Essa exposição, no entanto, parece ir de encontro com o fato de o Apóstolo Tiago que é chamado irmão do Senhor (cf. Gl 1,19) ser chamado também filho de Alfeu em Mt 10,3, o que se pode explicar de dois modos: α) ou consideramos que Cléofas, ou Clopas, é a mesma pessoa que Alfeu, o qual, como era costume, teria dois nomes (e.g., João Marcos, Tomás Dídimo, Mateus Levi etc.); de fato, é possível que os nomes Alfeu e Cléofas (ou Clopas, Κλωπᾶς) equivalham ao mesmo nome, Chalpai (חֲלפי), pronunciado com maior ou menor suavidade. — β) Ou se trata de duas pessoas distintas, de forma que Alfeu seria casado com Maria, irmã de Cléofas e de São José, da qual nasceram Tiago e José, enquanto Cléofas seria pai de Simão de Judas, todos eles, portanto, primos de Cristo. Para outros autores, a Maria esposa de Alfeu seria filha de Cléofas, de sorte que o genitivo de Cléofas seria de origem, não de posse.

Referências

  1. É de fé divina e católica definida que a bem-aventurada Mãe de Deus Maria Santíssima foi e permaneceu sempre e perfeitamente virgem, antes, durante e depois do parto, com virginidade de corpo (integridade física inviolada) e de mente (disposição perpétua de abster-se de toda e qualquer prática venérea, inclusive por simples desejo). Cf. e.g. a definição solene do Concílio de Latrão, de 649, no cânon 3 (DH 503): “Se alguém não professa… que depois do parto permaneceu inviolada a sua [de Maria] virgindade, seja condenado”, e a declaração de Paulo IV, ao condenar na bula “Cum quorumdam hominum” (DH 1880), de 1555, a seita dos unitários, que afirmavam que “a beatíssima Virgem Maria não… permaneceu sempre na integridade virginal, a saber: antes do parto, no parto e perpetuamente depois do parto” (ante partum scilicet, in partu et perpetuo post partum).

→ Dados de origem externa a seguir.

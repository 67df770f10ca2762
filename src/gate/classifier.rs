//! Path classification against the fixed route-category tables.
//!
//! A path is tested against every category independently. Categories may overlap, so the
//! result is five booleans rather than a single tag; precedence between them is decided
//! by the rule list, never here.

/// RouteCategory
///
/// The closed set of route categories the gate knows about.
#[derive(Debug, Clone, Copy, PartialEq, Eq, Hash)]
pub enum RouteCategory {
    /// Sign in / sign up / recovery pages.
    Auth,
    /// Reachable regardless of authentication state.
    Public,
    /// Requires a session.
    Protected,
    /// Requires a session and the parent flag.
    ParentOnly,
    /// Requires a session and the admin check.
    Admin,
}

impl RouteCategory {
    pub const ALL: [RouteCategory; 5] = [
        RouteCategory::Auth,
        RouteCategory::Public,
        RouteCategory::Protected,
        RouteCategory::ParentOnly,
        RouteCategory::Admin,
    ];

    pub fn name(self) -> &'static str {
        match self {
            RouteCategory::Auth => "auth",
            RouteCategory::Public => "public",
            RouteCategory::Protected => "protected",
            RouteCategory::ParentOnly => "parentOnly",
            RouteCategory::Admin => "admin",
        }
    }
}

const PUBLIC_ROUTES: &[&str] = &[
    "/",
    "/auth/signin",
    "/auth/signup",
    "/auth/error",
    "/auth/verify-request",
    "/about",
    "/contact",
    "/terms",
    "/privacy",
];

const AUTH_ROUTES: &[&str] = &[
    "/auth/signin",
    "/auth/signup",
    "/auth/error",
    "/auth/verify-request",
];

const PROTECTED_ROUTES: &[&str] = &[
    "/dashboard",
    "/profile",
    "/communities",
    "/books",
    "/messages",
    "/settings",
];

const PARENT_ONLY_ROUTES: &[&str] = &["/children", "/parent-dashboard"];

const ADMIN_ROUTES: &[&str] = &["/admin"];

/// matches_prefix
///
/// A path matches a table entry iff it equals the entry or continues it at a segment
/// boundary: `/books` and `/books/42` match `/books`, `/books2` does not.
pub fn matches_prefix(path: &str, prefix: &str) -> bool {
    match path.strip_prefix(prefix) {
        Some(rest) => rest.is_empty() || rest.starts_with('/'),
        None => false,
    }
}

/// RouteTable
///
/// One prefix list per category. The application uses `RouteTable::BOOK_LENDING`; tables are
/// compiled in and cannot be configured at runtime.
#[derive(Debug, Clone, Copy, PartialEq, Eq)]
pub struct RouteTable {
    auth: &'static [&'static str],
    public: &'static [&'static str],
    protected: &'static [&'static str],
    parent_only: &'static [&'static str],
    admin: &'static [&'static str],
}

impl RouteTable {
    pub const BOOK_LENDING: RouteTable = RouteTable {
        auth: AUTH_ROUTES,
        public: PUBLIC_ROUTES,
        protected: PROTECTED_ROUTES,
        parent_only: PARENT_ONLY_ROUTES,
        admin: ADMIN_ROUTES,
    };

    /// Builds an arbitrary table. Test-only: production code has exactly one table.
    #[cfg(test)]
    pub(crate) const fn from_entries(
        auth: &'static [&'static str],
        public: &'static [&'static str],
        protected: &'static [&'static str],
        parent_only: &'static [&'static str],
        admin: &'static [&'static str],
    ) -> Self {
        Self {
            auth,
            public,
            protected,
            parent_only,
            admin,
        }
    }

    pub fn entries(&self, category: RouteCategory) -> &'static [&'static str] {
        match category {
            RouteCategory::Auth => self.auth,
            RouteCategory::Public => self.public,
            RouteCategory::Protected => self.protected,
            RouteCategory::ParentOnly => self.parent_only,
            RouteCategory::Admin => self.admin,
        }
    }

    pub fn contains(&self, category: RouteCategory, path: &str) -> bool {
        self.entries(category)
            .iter()
            .any(|prefix| matches_prefix(path, prefix))
    }

    /// Tests `path` against every category.
    pub fn classify(&self, path: &str) -> Classification {
        Classification {
            auth: self.contains(RouteCategory::Auth, path),
            public: self.contains(RouteCategory::Public, path),
            protected: self.contains(RouteCategory::Protected, path),
            parent_only: self.contains(RouteCategory::ParentOnly, path),
            admin: self.contains(RouteCategory::Admin, path),
        }
    }
}

impl Default for RouteTable {
    fn default() -> Self {
        Self::BOOK_LENDING
    }
}

/// Classification
///
/// Independent membership flags for one path.
#[derive(Debug, Clone, Copy, PartialEq, Eq, Default)]
pub struct Classification {
    pub auth: bool,
    pub public: bool,
    pub protected: bool,
    pub parent_only: bool,
    pub admin: bool,
}

impl Classification {
    pub fn contains(&self, category: RouteCategory) -> bool {
        match category {
            RouteCategory::Auth => self.auth,
            RouteCategory::Public => self.public,
            RouteCategory::Protected => self.protected,
            RouteCategory::ParentOnly => self.parent_only,
            RouteCategory::Admin => self.admin,
        }
    }

    /// In any of the tables that require a session.
    pub fn is_gated(&self) -> bool {
        self.protected || self.parent_only || self.admin
    }

    /// In no table at all.
    pub fn is_unlisted(&self) -> bool {
        !RouteCategory::ALL.iter().any(|c| self.contains(*c))
    }
}

#[cfg(test)]
mod tests {
    use super::*;

    #[test]
    fn test_prefix_matches_exact_and_nested_paths() {
        assert!(matches_prefix("/books", "/books"));
        assert!(matches_prefix("/books/42", "/books"));
        assert!(matches_prefix("/books/42/reviews", "/books"));
    }

    #[test]
    fn test_prefix_rejects_segment_near_misses() {
        assert!(!matches_prefix("/books2", "/books"));
        assert!(!matches_prefix("/bookshelf", "/books"));
        assert!(!matches_prefix("/book", "/books"));
        assert!(!matches_prefix("/my/books", "/books"));
    }

    #[test]
    fn test_root_entry_only_matches_root() {
        // "/" + "/" is "//", so only the bare root and double-slash paths match.
        assert!(matches_prefix("/", "/"));
        assert!(matches_prefix("//x", "/"));
        assert!(!matches_prefix("/about-us", "/"));
        assert!(!RouteTable::BOOK_LENDING.classify("/books2").public);
    }

    #[test]
    fn test_entries_are_normalized() {
        let table = RouteTable::BOOK_LENDING;
        for category in RouteCategory::ALL {
            for entry in table.entries(category) {
                assert!(entry.starts_with('/'), "{entry} must be absolute");
                assert!(
                    *entry == "/" || !entry.ends_with('/'),
                    "{entry} must not end with a slash"
                );
            }
        }
    }

    #[test]
    fn test_auth_routes_are_also_public() {
        let table = RouteTable::BOOK_LENDING;
        for entry in table.entries(RouteCategory::Auth) {
            let class = table.classify(entry);
            assert!(class.auth && class.public, "{entry}");
        }
    }

    #[test]
    fn test_classification_flags_are_independent() {
        let table = RouteTable::BOOK_LENDING;

        let children = table.classify("/children/7");
        assert!(children.parent_only);
        assert!(children.is_gated());
        assert!(!children.protected && !children.admin && !children.public);

        let admin = table.classify("/admin/users");
        assert!(admin.admin && admin.is_gated());

        assert!(table.classify("/books2").is_unlisted());
        assert!(!table.classify("/").is_unlisted());
    }
}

Uma explicação ao mesmo tempo sucinta e detalhada dessa doutrina encontra-se disponível nesta resposta católica.
  2. Cf. J. Knabenbauer, Commentarius in Evangelium secundum Matthæum. 3.ª ed., Paris: P. Lethielleux (ed.), 1922, p. 565s: “É coisa conhecidíssima que, entre os hebreus, o nome irmão designa não somente o irmão germano e uterino, mas também qualquer parente ou consanguíneo (cf. Gn 14,16; 13,9; 24,48; 29,12; 2Sm 10,13 etc.). Ora, os irmãos do Senhor, Jacó, José, Simão e Judas, eram filhos de Maria, irmã da Mãe do Senhor, i.e., de Maria esposa de Cléofas (cf. Mt 27,56; Mc 15,40.47; 16,1; Jo 19,25). E São Jerônimo escreve: ‘Nós, como está no livro que escrevemos contra Helvídio, entendemos que os irmãos do Senhor são primos do Salvador, filhos de Maria, tia de Cristo, a qual é chamada mãe de Tiago Menor, de José e de Judas, que em outro evangelho são chamados irmãos do Senhor. Ora, que os primos são chamados irmãos, toda a Escritura o demonstra'. — Hegesipo (cf. Eusébio, HE iv 30.4) diz que Cléofas era irmão de José. Segundo Orígenes (cf. PG 13, 876), no evangelho [apócrifo] de Pedro se dizia que eles eram filhos de José e sua primeira esposa, opinião que Jerônimo rejeita como delírio dos apócrifos, e Santo Tomás também observa contra ela: ‘Cremos que, assim como a Mãe de Jesus foi virgem, também José o foi, porque [Deus] confiou a Virgem a um virgem tanto no fim como no princípio’. Que eles não podem, de modo algum, contra os racionalistas e muitos outros, ser considerados irmãos germanos e uterinos de Jesus, é evidente com base nas passagens citadas e também em Lc 1,34: Porque não conheço varão”.

Notas

  • A segunda parte do texto (a partir dos três asteriscos) é uma tradução levemente adaptada, com alguns acréscimos e omissões de nossa equipe, de H. Simón, Prælectiones Biblicæ. Novum Testamentum. 4.ª ed., iterum recognita a J. Prado. Marietti, 1930, vol. 1, p. 248s, n. 162; p. 344, n. 236.